AstraZeneca Seeks Approval for COVID Antibody Drug

Will Katcher 

masslive.com

AstraZeneca asked the Food and Drug Administration for an Emergency Use Authorization for a drug it says can significantly cut the risk of developing symptomatic COVID.

The European pharmaceutical company announced Tuesday that its “long-acting antibody” drug, or LAAB, had shown in trials it could reduce the risk of developing symptoms of the virus by 77%.

Known as AZD7442, it is the first non-vaccine antibody drug to provide lasting protection to COVID, AstraZeneca said. If approved, it would be the first of its kind to receive an EUA for COVID prevention.

“With this first global regulatory filing, we are one step closer to providing an additional option to help protect against COVID-19 alongside vaccines,” Mene Pangalos, executive vice-president of AstraZeneca, said.

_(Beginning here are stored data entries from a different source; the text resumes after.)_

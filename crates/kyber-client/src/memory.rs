//! In-memory client secret storage.
//!
//! Rows are kept in insertion order, so the most recently created secret for
//! a client is the last matching row. Intended for development and tests.

use std::sync::atomic::{AtomicBool, Ordering};

use async_trait::async_trait;
use tokio::sync::RwLock;
use tracing::{debug, instrument};

use crate::error::{StoreError, StoreResult};
use crate::storage::ClientSecretStorage;
use crate::types::ClientSecret;

#[derive(Debug, Default)]
struct Table {
    rows: Vec<ClientSecret>,
    last_id: i64,
}

/// In-memory client secret storage backend.
#[derive(Debug, Default)]
pub struct InMemoryClientSecretStorage {
    table: RwLock<Table>,
    closed: AtomicBool,
}

impl InMemoryClientSecretStorage {
    /// Creates an empty, open storage.
    #[must_use]
    pub fn new() -> Self {
        Self::default()
    }

    /// Closes the storage. Every later call fails with `StoreError::Unavailable`,
    /// the same way a closed connection pool behaves.
    pub fn close(&self) {
        self.closed.store(true, Ordering::SeqCst);
    }

    /// Returns `true` if [`close`](Self::close) was called.
    #[must_use]
    pub fn is_closed(&self) -> bool {
        self.closed.load(Ordering::SeqCst)
    }

    /// Number of stored rows.
    pub async fn len(&self) -> usize {
        self.table.read().await.rows.len()
    }

    /// Returns `true` if nothing has been stored.
    pub async fn is_empty(&self) -> bool {
        self.table.read().await.rows.is_empty()
    }

    fn ensure_open(&self) -> StoreResult<()> {
        if self.is_closed() {
            return Err(StoreError::unavailable("in-memory storage is closed"));
        }
        Ok(())
    }
}

/// PostgreSQL `text` cannot hold NUL, so reject it here too.
fn reject_nul(value: &str) -> StoreResult<()> {
    if value.contains('\0') {
        return Err(StoreError::unknown(
            "invalid byte sequence for encoding \"UTF8\": 0x00",
        ));
    }
    Ok(())
}

#[async_trait]
impl ClientSecretStorage for InMemoryClientSecretStorage {
    #[instrument(skip(self, secret), fields(client_id = %secret.client_id))]
    async fn create_client_secret(&self, secret: &mut ClientSecret) -> StoreResult<()> {
        self.ensure_open()?;
        reject_nul(&secret.client_id)?;
        reject_nul(&secret.client_secret_plaintext)?;

        let mut table = self.table.write().await;
        table.last_id += 1;
        let id = table.last_id;
        table.rows.push(ClientSecret {
            id,
            client_id: secret.client_id.clone(),
            client_secret_plaintext: secret.client_secret_plaintext.clone(),
        });
        secret.id = id;

        debug!(id, "Stored client secret");
        Ok(())
    }

    #[instrument(skip(self))]
    async fn get_client_secret(&self, client_id: &str) -> StoreResult<ClientSecret> {
        self.ensure_open()?;
        reject_nul(client_id)?;

        let table = self.table.read().await;
        table
            .rows
            .iter()
            .rev()
            .find(|row| row.client_id == client_id)
            .cloned()
            .ok_or_else(|| StoreError::not_found(client_id))
    }
}
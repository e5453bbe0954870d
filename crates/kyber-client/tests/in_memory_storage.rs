//! Behavioural tests for the client secret storage contract, run against the
//! in-memory backend.

use std::sync::Arc;

use kyber_client::{
    ClientSecret, ClientSecretStorage, ErrorCategory, InMemoryClientSecretStorage,
};

#[tokio::test]
async fn test_create_then_get_round_trip() {
    let storage = InMemoryClientSecretStorage::new();

    let mut secret = ClientSecret::new("abc", "s3cr3t");
    storage
        .create_client_secret(&mut secret)
        .await
        .expect("create should succeed");

    assert!(secret.id > 0);
    assert_eq!(secret.client_id, "abc");
    assert_eq!(secret.client_secret_plaintext, "s3cr3t");

    let found = storage
        .get_client_secret("abc")
        .await
        .expect("stored secret should be found");
    assert_eq!(found, secret);
}

#[tokio::test]
async fn test_get_unknown_client_is_not_found() {
    let storage = InMemoryClientSecretStorage::new();

    let mut secret = ClientSecret::new("abc", "s3cr3t");
    storage.create_client_secret(&mut secret).await.unwrap();

    let err = storage
        .get_client_secret("does-not-exist")
        .await
        .expect_err("unknown client must not be found");
    assert!(err.is_not_found());
    assert_eq!(err.category(), ErrorCategory::NotFound);
}

#[tokio::test]
async fn test_duplicate_client_id_returns_most_recent() {
    let storage = InMemoryClientSecretStorage::new();

    let mut older = ClientSecret::new("abc", "first");
    let mut newer = ClientSecret::new("abc", "second");
    storage.create_client_secret(&mut older).await.unwrap();
    storage.create_client_secret(&mut newer).await.unwrap();

    assert_ne!(older.id, newer.id);

    let found = storage.get_client_secret("abc").await.unwrap();
    assert_eq!(found.id, newer.id);
    assert_eq!(found.client_secret_plaintext, "second");
}

#[tokio::test]
async fn test_empty_values_are_accepted() {
    let storage = InMemoryClientSecretStorage::new();

    let mut secret = ClientSecret::new("", "");
    storage.create_client_secret(&mut secret).await.unwrap();

    let found = storage.get_client_secret("").await.unwrap();
    assert_eq!(found.id, secret.id);
}

#[tokio::test]
async fn test_failures_surface_as_unavailable() {
    let storage = InMemoryClientSecretStorage::new();

    let mut secret = ClientSecret::new("abc", "s3cr3t");
    storage.create_client_secret(&mut secret).await.unwrap();

    storage.close();

    let mut another = ClientSecret::new("xyz", "other");
    let err = storage
        .create_client_secret(&mut another)
        .await
        .expect_err("closed storage must reject writes");
    assert_eq!(err.category(), ErrorCategory::Unavailable);
    assert_eq!(another, ClientSecret::new("xyz", "other"));

    let err = storage
        .get_client_secret("abc")
        .await
        .expect_err("closed storage must reject reads");
    assert_eq!(err.category(), ErrorCategory::Unavailable);
}

#[tokio::test]
async fn test_concurrent_creates_get_distinct_keys() {
    let storage: Arc<dyn ClientSecretStorage> = Arc::new(InMemoryClientSecretStorage::new());

    let handles: Vec<_> = (0..16)
        .map(|i| {
            let storage = Arc::clone(&storage);
            tokio::spawn(async move {
                let mut secret = ClientSecret::new(format!("client-{i}"), format!("secret-{i}"));
                storage.create_client_secret(&mut secret).await.map(|()| secret)
            })
        })
        .collect();

    let mut ids = Vec::new();
    for handle in handles {
        let secret = handle.await.unwrap().unwrap();
        let found = storage.get_client_secret(&secret.client_id).await.unwrap();
        assert_eq!(found, secret);
        ids.push(secret.id);
    }

    ids.sort_unstable();
    ids.dedup();
    assert_eq!(ids.len(), 16);
}
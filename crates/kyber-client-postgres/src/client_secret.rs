//! Client secret storage.
//!
//! Rows live in the `kyber_client_secret` table created by the embedded
//! migrations.
//!
//! This module provides two layers:
//! - [`insert`] / [`find_by_client_id`] - queries that run on any executor the
//!   caller hands in (`&PgPool`, `&mut PgConnection`, or a transaction)
//! - [`PostgresClientSecretStorage`] - implements the `ClientSecretStorage`
//!   trait from `kyber-client` on top of a borrowed pool

use async_trait::async_trait;
use sqlx_core::executor::Executor;
use sqlx_core::query_as::query_as;
use sqlx_core::query_scalar::query_scalar;
use sqlx_postgres::Postgres;
use tracing::{debug, instrument};

use kyber_client::ClientSecretStorage as ClientSecretStorageTrait;
use kyber_client::{ClientSecret, StoreError, StoreResult};

use crate::PgPool;
use crate::error::store_error;

// =============================================================================
// Queries
// =============================================================================

/// Inserts `secret` and writes the assigned `pk` back into `secret.id`.
///
/// # Errors
///
/// Returns a normalized [`StoreError`] if the insert fails.
#[instrument(skip(executor, secret), fields(client_id = %secret.client_id))]
pub async fn insert<'c, E>(executor: E, secret: &mut ClientSecret) -> StoreResult<()>
where
    E: Executor<'c, Database = Postgres>,
{
    let id: i64 = query_scalar(
        r#"
        INSERT INTO kyber_client_secret (client_id, client_secret_plaintext)
        VALUES ($1, $2)
        RETURNING pk
        "#,
    )
    .bind(secret.client_id.as_str())
    .bind(secret.client_secret_plaintext.as_str())
    .fetch_one(executor)
    .await
    .map_err(|e| {
        let err = store_error(e, &secret.client_id);
        debug!(category = %err.category(), "Failed to store client secret");
        err
    })?;

    secret.id = id;
    debug!(id, "Stored client secret");
    Ok(())
}

/// Finds the most recently created secret for `client_id`.
///
/// Returns `None` if no row matches.
///
/// # Errors
///
/// Returns a normalized [`StoreError`] if the query fails.
#[instrument(skip(executor))]
pub async fn find_by_client_id<'c, E>(
    executor: E,
    client_id: &str,
) -> StoreResult<Option<ClientSecret>>
where
    E: Executor<'c, Database = Postgres>,
{
    let row: Option<(i64, String, String)> = query_as(
        r#"
        SELECT pk, client_id, client_secret_plaintext
        FROM kyber_client_secret
        WHERE client_id = $1
        ORDER BY pk DESC
        LIMIT 1
        "#,
    )
    .bind(client_id)
    .fetch_optional(executor)
    .await
    .map_err(|e| {
        let err = store_error(e, client_id);
        debug!(category = %err.category(), "Failed to look up client secret");
        err
    })?;

    Ok(row.map(|(id, client_id, client_secret_plaintext)| ClientSecret {
        id,
        client_id,
        client_secret_plaintext,
    }))
}

/// Like [`find_by_client_id`], but a missing row is `StoreError::NotFound`.
///
/// # Errors
///
/// Returns `StoreError::NotFound` if no row matches, or a normalized error if
/// the query fails.
pub async fn get_by_client_id<'c, E>(executor: E, client_id: &str) -> StoreResult<ClientSecret>
where
    E: Executor<'c, Database = Postgres>,
{
    find_by_client_id(executor, client_id)
        .await?
        .ok_or_else(|| StoreError::not_found(client_id))
}

// =============================================================================
// PostgreSQL Client Secret Storage Trait Implementation
// =============================================================================

/// PostgreSQL implementation of the `ClientSecretStorage` trait from `kyber-client`.
///
/// Every call checks a connection out of the borrowed pool. Use the free
/// functions in this module to run inside a caller-owned transaction.
///
/// # Example
///
/// ```ignore
/// use kyber_client::{ClientSecret, ClientSecretStorage};
/// use kyber_client_postgres::PostgresClientSecretStorage;
///
/// let storage = PostgresClientSecretStorage::new(&pool);
/// let mut secret = ClientSecret::new("my-app", "s3cr3t");
/// storage.create_client_secret(&mut secret).await?;
/// ```
pub struct PostgresClientSecretStorage<'a> {
    pool: &'a PgPool,
}

impl<'a> PostgresClientSecretStorage<'a> {
    /// Create a new PostgreSQL client secret storage.
    #[must_use]
    pub fn new(pool: &'a PgPool) -> Self {
        Self { pool }
    }
}

#[async_trait]
impl ClientSecretStorageTrait for PostgresClientSecretStorage<'_> {
    async fn create_client_secret(&self, secret: &mut ClientSecret) -> StoreResult<()> {
        insert(self.pool, secret).await
    }

    async fn get_client_secret(&self, client_id: &str) -> StoreResult<ClientSecret> {
        get_by_client_id(self.pool, client_id).await
    }
}
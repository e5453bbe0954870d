//! Database migration management for the PostgreSQL backend.
//!
//! This module uses embedded migrations for single-binary deployment.

use sqlx_core::migrate::{Migration, MigrationType, Migrator};
use sqlx_postgres::PgPool;
use std::borrow::Cow;
use tracing::{info, instrument};

use crate::error::{PostgresError, Result};

/// Embedded migrations as (version, description, sql), in chronological order.
///
/// To add a migration, create the SQL file in `migrations/` and append an
/// entry here.
macro_rules! embedded_migrations {
    () => {
        &[(
            20260101000001i64,
            "kyber_client_secret",
            include_str!("../../migrations/20260101000001_kyber_client_secret.sql"),
        )]
    };
}

/// Builds a vector of Migration structs from embedded migration data.
fn build_migrations() -> Vec<Migration> {
    embedded_migrations!()
        .iter()
        .map(|(version, description, sql)| Migration {
            version: *version,
            description: Cow::Borrowed(description),
            migration_type: MigrationType::Simple,
            sql: Cow::Borrowed(sql),
            checksum: Cow::Borrowed(&[]), // Empty checksum for embedded migrations
            no_tx: false,
        })
        .collect()
}

/// Runs all pending database migrations.
///
/// Applied migrations are tracked in the `_sqlx_migrations` table, so running
/// this on every startup is safe.
///
/// # Errors
///
/// Returns an error if a migration fails to execute.
#[instrument(skip(pool))]
pub async fn run(pool: &PgPool) -> Result<()> {
    let migrations = build_migrations();
    info!("Applying {} embedded migration(s)", migrations.len());

    let migrator = Migrator {
        migrations: Cow::Owned(migrations),
        ignore_missing: false,
        locking: true,
        no_tx: false,
    };

    migrator
        .run(pool)
        .await
        .map_err(|e| PostgresError::Migration(format!("Migration failed: {e}")))?;

    info!("Database migrations completed successfully");

    Ok(())
}

#[cfg(test)]
mod tests {
    use super::*;

    #[test]
    fn test_migrations_are_ordered() {
        let migrations = build_migrations();
        assert!(!migrations.is_empty());
        assert!(
            migrations
                .windows(2)
                .all(|pair| pair[0].version < pair[1].version)
        );
    }

    #[test]
    fn test_client_secret_table_is_created() {
        let migrations = build_migrations();
        assert!(
            migrations
                .iter()
                .any(|m| m.sql.contains("CREATE TABLE IF NOT EXISTS kyber_client_secret"))
        );
    }
}
//! Connection pool management for the PostgreSQL backend.

use std::time::Duration;

use sqlx_core::pool::PoolOptions;
use sqlx_postgres::{PgPool, Postgres};
use tracing::{debug, info, instrument};

use crate::config::PostgresConfig;
use crate::error::{PostgresError, Result};

/// Type alias for PostgreSQL pool options.
pub type PgPoolOptions = PoolOptions<Postgres>;

/// Creates a new PostgreSQL connection pool from the given configuration.
///
/// # Errors
///
/// Returns an error if the configuration is unusable or the first
/// connection cannot be established.
#[instrument(skip(config), fields(url = %mask_password(&config.url)))]
pub async fn create_pool(config: &PostgresConfig) -> Result<PgPool> {
    if config.pool_size == 0 {
        return Err(PostgresError::config("pool_size must be > 0"));
    }

    info!(
        pool_size = config.pool_size,
        min_connections = ?config.min_connections,
        connect_timeout_ms = config.connect_timeout_ms,
        max_lifetime_secs = ?config.max_lifetime_secs,
        "Creating PostgreSQL connection pool"
    );

    let mut options = PgPoolOptions::new()
        .max_connections(config.pool_size)
        .min_connections(min_connections(config))
        .acquire_timeout(Duration::from_millis(config.connect_timeout_ms))
        .max_lifetime(Duration::from_secs(config.max_lifetime_secs.unwrap_or(1800)));

    if let Some(idle_timeout) = config.idle_timeout_ms {
        options = options.idle_timeout(Duration::from_millis(idle_timeout));
    }

    let pool = options.connect(&config.url).await?;

    debug!("PostgreSQL connection pool created successfully");

    Ok(pool)
}

/// Round-trips a trivial query to make sure the pool can serve requests.
///
/// # Errors
///
/// Returns an error if no connection can be checked out or the query fails.
#[instrument(skip(pool))]
pub async fn check_connection(pool: &PgPool) -> Result<()> {
    sqlx_core::query::query("SELECT 1")
        .execute(pool)
        .await
        .map_err(PostgresError::from)?;

    debug!("Database connection check successful");

    Ok(())
}

fn min_connections(config: &PostgresConfig) -> u32 {
    config
        .min_connections
        .unwrap_or(config.pool_size / 4)
        .clamp(1, config.pool_size.max(1))
}

/// Masks the password in a database URL for logging.
pub fn mask_password(url: &str) -> String {
    if let Some(at_pos) = url.find('@')
        && let Some(colon_pos) = url[..at_pos].rfind(':')
    {
        let scheme_end = url.find("://").map(|p| p + 3).unwrap_or(0);
        if colon_pos > scheme_end {
            return format!("{}:****{}", &url[..colon_pos], &url[at_pos..]);
        }
    }
    url.to_string()
}
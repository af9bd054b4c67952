//! errors.rs - Custom error types for the cardcheck-core library.
//!
//! This module defines a structured error enum for the library, providing
//! specific, actionable error types that can be handled programmatically.
//!
//! License: MIT OR APACHE 2.0

use thiserror::Error;

/// This enum represents all possible error types in the `cardcheck-core` library.
///
/// By using `#[non_exhaustive]`, we signal to consumers of this library that
/// new variants may be added in future versions. This prevents them from
/// matching all variants exhaustively, thus avoiding breaking changes.
#[derive(Error, Debug)]
#[non_exhaustive]
pub enum CardcheckError {
    #[error("Invalid length bounds: min ({0}) must be at least 1 and no greater than max ({1})")]
    InvalidLengthBounds(usize, usize),

    #[error("Invalid entropy threshold: {0} (must be a finite, positive number of bits)")]
    InvalidEntropyThreshold(f64),

    #[error("Failed to parse configuration: {0}")]
    ConfigParseError(String),

    #[error("An unexpected I/O error occurred: {0}")]
    IoError(#[from] std::io::Error),

    #[error("A critical system error occurred: {0}")]
    AnyhowWrapper(#[from] anyhow::Error),
}
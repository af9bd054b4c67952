// cardcheck/src/cli.rs
//! This file defines the command-line interface (CLI) for the cardcheck
//! application, including all available commands and their arguments.

use clap::{Parser, Subcommand};
use std::path::PathBuf;

/// Top-level CLI definition.
#[derive(Parser, Debug)]
#[command(
    name = "cardcheck",
    author = "Obscura Team (Relay)",
    version = env!("CARGO_PKG_VERSION"),
    about = "Validate payment card numbers with composite checks",
    long_about = "Cardcheck is a command-line utility for validating candidate payment-card numbers. Each candidate is normalized to digits, length-gated, classified by issuer, and run through a composite of checksum, entropy, and repetition checks. Results are printed as a stage-by-stage trace with a final verdict and elapsed time, or as machine-readable JSON.",
    arg_required_else_help = true,
)]
pub struct Cli {
    /// Disable informational messages
    #[arg(long, short = 'q', help = "Suppress all informational and debug messages.")]
    pub quiet: bool,

    /// Enable debug logging (overrides RUST_LOG for 'cardcheck' crate to DEBUG)
    #[arg(long, short = 'd', help = "Enable debug logging.")]
    pub debug: bool,

    /// The subcommand to run
    #[command(subcommand)]
    pub command: Commands,
}

/// All available commands for the `cardcheck` CLI.
#[derive(Subcommand, Debug)]
pub enum Commands {
    /// Validates a candidate card number, or a stream of candidates.
    #[command(about = "Validates a candidate card number, or a stream of candidates from a file or stdin.")]
    Check(CheckCommand),
}

/// Arguments for the `check` command.
#[derive(Parser, Debug)]
pub struct CheckCommand {
    /// The candidate number to validate.
    #[arg(value_name = "NUMBER", help = "The candidate number to validate. When omitted, candidates are read from stdin, one per line.")]
    pub number: Option<String>,

    /// Path to an input file (reads from stdin if not provided).
    #[arg(long, short = 'i', value_name = "FILE", conflicts_with = "number", help = "Read candidate numbers from a file, one per line, instead of stdin.")]
    pub input_file: Option<PathBuf>,

    /// Path to a custom validation configuration file (YAML).
    #[arg(long = "config", value_name = "FILE", help = "Path to a custom validation configuration file (YAML).")]
    pub config: Option<PathBuf>,

    /// Print each report as JSON to stdout (conflicts with --no-trace).
    #[arg(long = "json-stdout", conflicts_with = "no_trace", help = "Print each report as a JSON object on stdout instead of the human-readable trace.")]
    pub json_stdout: bool,

    /// Suppress the per-stage trace lines.
    #[arg(long = "no-trace", help = "Suppress the per-stage trace lines; print only the verdict.")]
    pub no_trace: bool,

    /// Suppress the elapsed-time line.
    #[arg(long = "no-timing", help = "Suppress the elapsed-time line (useful for deterministic output in scripts).")]
    pub no_timing: bool,

    /// Exit with a non-zero code if any candidate fails validation.
    #[arg(long = "fail-on-invalid", help = "Exit with code 2 if any candidate fails validation.")]
    pub fail_on_invalid: bool,
}
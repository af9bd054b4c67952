// cardcheck-core/src/engines/mod.rs
//! Concrete implementations of the `ValidationEngine` trait.

pub mod composite_engine;
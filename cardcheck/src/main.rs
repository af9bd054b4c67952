// cardcheck/src/main.rs
//! Cardcheck entry point.
//!
//! Parses the CLI, initializes logging, and dispatches to the command
//! runners. Exit-code policy lives here: validation findings never abort a
//! run, but `--fail-on-invalid` turns them into exit code 2.

use anyhow::Result;
use clap::Parser;
use log::LevelFilter;

use cardcheck::cli::{Cli, Commands};
use cardcheck::commands;
use cardcheck::logger;

fn main() -> Result<()> {
    let args = Cli::parse();

    if args.quiet {
        logger::init_logger(Some(LevelFilter::Off));
    } else if args.debug {
        logger::init_logger(Some(LevelFilter::Debug));
    } else {
        logger::init_logger(None);
    }

    match args.command {
        Commands::Check(cmd) => {
            let summary = commands::check::run_check(&cmd)?;
            if cmd.fail_on_invalid && summary.invalid > 0 {
                std::process::exit(2);
            }
        }
    }

    Ok(())
}
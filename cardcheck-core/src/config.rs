//! Configuration management for `cardcheck-core`.
//!
//! This module defines the data structures that tune the validation engine:
//! the accepted digit-length window and the entropy pass threshold. It
//! handles serialization/deserialization of YAML configurations and provides
//! utilities for loading, merging, and validating them.
//!
//! License: MIT OR Apache-2.0

use anyhow::{Context, Result};
use log::{debug, info, warn};
use serde::{Deserialize, Serialize};
use std::hash::{Hash, Hasher};
use std::path::Path;

pub use cardcheck_analysis::entropy::MAX_DIGIT_ENTROPY_BITS;

use crate::errors::CardcheckError;

/// Shortest digit count the engine will examine by default.
pub const DEFAULT_MIN_LENGTH: usize = 13;

/// Longest digit count the engine will examine by default.
pub const DEFAULT_MAX_LENGTH: usize = 19;

/// Default entropy pass threshold in bits per digit.
///
/// Note that this exceeds [`MAX_DIGIT_ENTROPY_BITS`]: under the shipped
/// defaults the entropy check can only ever refine confidence downward.
/// Deployments that want a reachable threshold must lower it in config.
pub const DEFAULT_ENTROPY_THRESHOLD: f64 = 3.5;

/// Accepted digit-count window for candidate numbers.
#[derive(Debug, Clone, Copy, PartialEq, Eq, Hash, Deserialize, Serialize)]
#[serde(default)]
pub struct LengthConfig {
    /// Minimum digit count, inclusive.
    pub min: usize,
    /// Maximum digit count, inclusive.
    pub max: usize,
}

impl Default for LengthConfig {
    fn default() -> Self {
        Self {
            min: DEFAULT_MIN_LENGTH,
            max: DEFAULT_MAX_LENGTH,
        }
    }
}

/// Configuration settings specific to the entropy check.
#[derive(Debug, Default, Deserialize, Serialize, Clone, Copy, PartialEq)]
#[serde(default)]
pub struct EntropyConfig {
    /// The bits-per-digit score required for an entropy pass
    /// (default: 3.5).
    pub threshold: Option<f64>,
}

impl Hash for EntropyConfig {
    fn hash<H: Hasher>(&self, state: &mut H) {
        if let Some(t) = self.threshold {
            t.to_bits().hash(state);
        } else {
            0u64.hash(state);
        }
    }
}

/// Represents the top-level configuration structure for cardcheck.
#[derive(Debug, Default, Deserialize, Serialize, Clone, Copy, PartialEq, Hash)]
#[serde(default)]
pub struct ValidationConfig {
    /// Accepted digit-count window.
    pub length: LengthConfig,
    /// Entropy check settings.
    pub entropy: EntropyConfig,
}

impl ValidationConfig {
    /// Loads a validation configuration from a YAML file.
    pub fn load_from_file<P: AsRef<Path>>(path: P) -> Result<Self> {
        let path = path.as_ref();
        info!("Loading custom validation config from: {}", path.display());
        let text = std::fs::read_to_string(path)
            .with_context(|| format!("Failed to read config file {}", path.display()))?;
        let config: ValidationConfig = serde_yml::from_str(&text)
            .with_context(|| format!("Failed to parse config file {}", path.display()))?;

        config.validate()?;
        Ok(config)
    }

    /// Loads the default thresholds from the embedded configuration.
    pub fn load_defaults() -> Result<Self> {
        debug!("Loading default thresholds from embedded string...");
        let default_yaml = include_str!("../config/default_checks.yaml");
        let config: ValidationConfig =
            serde_yml::from_str(default_yaml).context("Failed to parse default thresholds")?;
        Ok(config)
    }

    /// Resolves the effective entropy threshold, falling back to the default.
    pub fn entropy_threshold(&self) -> f64 {
        self.entropy.threshold.unwrap_or(DEFAULT_ENTROPY_THRESHOLD)
    }

    /// Checks the configuration for values the engine cannot operate with.
    ///
    /// A threshold above the ten-digit-alphabet ceiling is legal (the
    /// shipped default is), but logged, since it makes an entropy pass
    /// unreachable.
    pub fn validate(&self) -> Result<(), CardcheckError> {
        if self.length.min == 0 || self.length.min > self.length.max {
            return Err(CardcheckError::InvalidLengthBounds(
                self.length.min,
                self.length.max,
            ));
        }

        let threshold = self.entropy_threshold();
        if !threshold.is_finite() || threshold <= 0.0 {
            return Err(CardcheckError::InvalidEntropyThreshold(threshold));
        }
        if threshold > MAX_DIGIT_ENTROPY_BITS {
            warn!(
                "Entropy threshold {} exceeds the {:.2}-bit ceiling of a ten-digit alphabet; the entropy check cannot pass",
                threshold, MAX_DIGIT_ENTROPY_BITS
            );
        }

        Ok(())
    }
}

/// Merges a user-provided configuration over the defaults.
///
/// User-supplied fields win; anything the user file omits keeps its
/// default value.
pub fn merge_configs(
    default_config: ValidationConfig,
    user_config: Option<ValidationConfig>,
) -> ValidationConfig {
    let mut merged = default_config;

    if let Some(user_cfg) = user_config {
        debug!(
            "User config provided. Length bounds: {}..={}",
            user_cfg.length.min, user_cfg.length.max
        );
        merged.length = user_cfg.length;

        if let Some(user_threshold) = user_cfg.entropy.threshold {
            debug!("Overriding entropy threshold with user value: {}", user_threshold);
            merged.entropy.threshold = Some(user_threshold);
        }
    }

    merged
}

#[cfg(test)]
mod tests {
    use super::*;

    #[test]
    fn test_defaults_match_constants() {
        let config = ValidationConfig::default();
        assert_eq!(config.length.min, DEFAULT_MIN_LENGTH);
        assert_eq!(config.length.max, DEFAULT_MAX_LENGTH);
        assert_eq!(config.entropy_threshold(), DEFAULT_ENTROPY_THRESHOLD);
    }

    #[test]
    fn test_embedded_defaults_parse() {
        let config = ValidationConfig::load_defaults().unwrap();
        assert_eq!(config.length.min, 13);
        assert_eq!(config.length.max, 19);
        assert_eq!(config.entropy.threshold, Some(3.5));
        assert!(config.validate().is_ok());
    }

    #[test]
    fn test_merge_overrides_threshold_only() {
        let user = ValidationConfig {
            entropy: EntropyConfig {
                threshold: Some(3.0),
            },
            ..Default::default()
        };
        let merged = merge_configs(ValidationConfig::default(), Some(user));
        assert_eq!(merged.entropy_threshold(), 3.0);
        assert_eq!(merged.length.min, DEFAULT_MIN_LENGTH);
    }

    #[test]
    fn test_merge_without_user_config_is_identity() {
        let merged = merge_configs(ValidationConfig::default(), None);
        assert_eq!(merged, ValidationConfig::default());
    }

    #[test]
    fn test_validate_rejects_inverted_bounds() {
        let config = ValidationConfig {
            length: LengthConfig { min: 20, max: 13 },
            ..Default::default()
        };
        assert!(matches!(
            config.validate(),
            Err(CardcheckError::InvalidLengthBounds(20, 13))
        ));
    }

    #[test]
    fn test_validate_rejects_zero_min() {
        let config = ValidationConfig {
            length: LengthConfig { min: 0, max: 19 },
            ..Default::default()
        };
        assert!(config.validate().is_err());
    }

    #[test]
    fn test_validate_rejects_bad_threshold() {
        let config = ValidationConfig {
            entropy: EntropyConfig {
                threshold: Some(f64::NAN),
            },
            ..Default::default()
        };
        assert!(matches!(
            config.validate(),
            Err(CardcheckError::InvalidEntropyThreshold(_))
        ));
    }
}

In August, the company announced the results of its Phase III trials, which it said showed the drug was highly effective in reducing risk of COVID infection. More than 75% of people in the test group had complicating factors that could heighten the dangerousness of the virus.

“Vulnerable populations, such as the immunocompromised, often aren’t able to mount a protective response following vaccination and continue to be at risk of developing COVID-19,” Pangalos said. The company’s hope is that the drug can provide added immune protection for those people.

AstraZeneca has also developed a vaccine used in other parts of the world, but it is not among the three approved under EUAs in the United States.